### HOW TO COMPLETE THIS TASK
Check each line below for "storage" and give the count of those that have it, nothing else.

-- RECORDS SUPPLIED follows --

/// Convert AppConfig to the engine's SchedulerConfig resource
impl From<AppConfig> for SchedulerConfig {
    fn from(app_config: AppConfig) -> Self {
        SchedulerConfig {
            price_dir: PathBuf::from(app_config.storage.price_dir),
            state_dir: PathBuf::from(app_config.storage.state_dir),
            poll_interval_secs: app_config.sync.poll_interval_secs,
            fetch_spacing_secs: app_config.sync.fetch_spacing_secs,
            publish_hour: app_config.sync.publish_hour,
            publish_minute: app_config.sync.publish_minute,
            periodic_schedules: app_config
                .schedules
                .periodic
                .iter()
                .map(|schedule| PeriodicScheduleSetup {
                    name: schedule.name.clone(),
                    devices: schedule.devices.clone(),
                    auto_plan: schedule.auto_plan.as_ref().map(|plan| AutoPlanSetup {
                        window_size: plan.window_size,
                        max_total_cost: plan.max_total_cost,
                        max_slots: plan.max_slots,
                        min_slots: plan.min_slots,
                        calc_hour: plan.calc_hour,
                        calc_minute: plan.calc_minute,
                        enabled: plan.enabled,
                    }),
                })
                .collect(),
            fixed_schedules: app_config
                .schedules
                .fixed
                .iter()
                .map(|schedule| FixedScheduleSetup {
                    name: schedule.name.clone(),
                    devices: schedule.devices.clone(),
                    hour_on: schedule.hour_on,
                    minute_on: schedule.minute_on,
                    duration_minutes: schedule.duration_minutes,
                    repeat_daily: schedule.repeat_daily,
                    enabled: schedule.enabled,
                })
                .collect(),
        }
    }
}
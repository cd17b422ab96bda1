// Copyright (c) 2025 SOLARE S.R.O.
//
// This file is part of SpotION.
//
// Licensed under the Creative Commons Attribution-NonCommercial-NoDerivatives 4.0 International
// (CC BY-NC-ND 4.0). You may use and share this file for non-commercial purposes only and you may not
// create derivatives. See <https://creativecommons.org/licenses/by-nc-nd/4.0/>.
//
// This software is provided "AS IS", without warranty of any kind.
//
// For commercial licensing, please contact: info@solare.cz

pub mod http;

pub use http::HttpPriceProvider;
// Copyright (c) 2025 SOLARE S.R.O.
//
// This file is part of SpotION.
//
// Licensed under the Creative Commons Attribution-NonCommercial-NoDerivatives 4.0 International
// (CC BY-NC-ND 4.0). You may use and share this file for non-commercial purposes only and you may not
// create derivatives. See <https://creativecommons.org/licenses/by-nc-nd/4.0/>.
//
// This software is provided "AS IS", without warranty of any kind.
//
// For commercial licensing, please contact: info@solare.cz

pub mod logging;

pub use logging::LoggingDeviceSink;
// Copyright (c) 2025 SOLARE S.R.O.
//
// This file is part of SpotION.
//
// Licensed under the Creative Commons Attribution-NonCommercial-NoDerivatives 4.0 International
// (CC BY-NC-ND 4.0). You may use and share this file for non-commercial purposes only and you may not
// create derivatives. See <https://creativecommons.org/licenses/by-nc-nd/4.0/>.
//
// This software is provided "AS IS", without warranty of any kind.
//
// For commercial licensing, please contact: info@solare.cz

//! Shared domain types for SpotION
//!
//! Quarter-hour period arithmetic, per-day price tables and the two-day
//! on/off masks used by device schedules. Everything here is plain data
//! that embeds in ECS components and serializes to disk.

pub mod period;
pub mod prices;
pub mod schedule_mask;

pub use period::{
    PERIOD_MINUTES, PERIODS_PER_DAY, PERIODS_PER_HOUR, period_after, period_of, period_start,
};
pub use prices::{DayPrices, PriceTableError};
pub use schedule_mask::{ScheduleDay, ScheduleMask, ScheduleMaskError};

-- RECORDS SUPPLIED concluded --

### OUTPUT FOR THIS TASK
2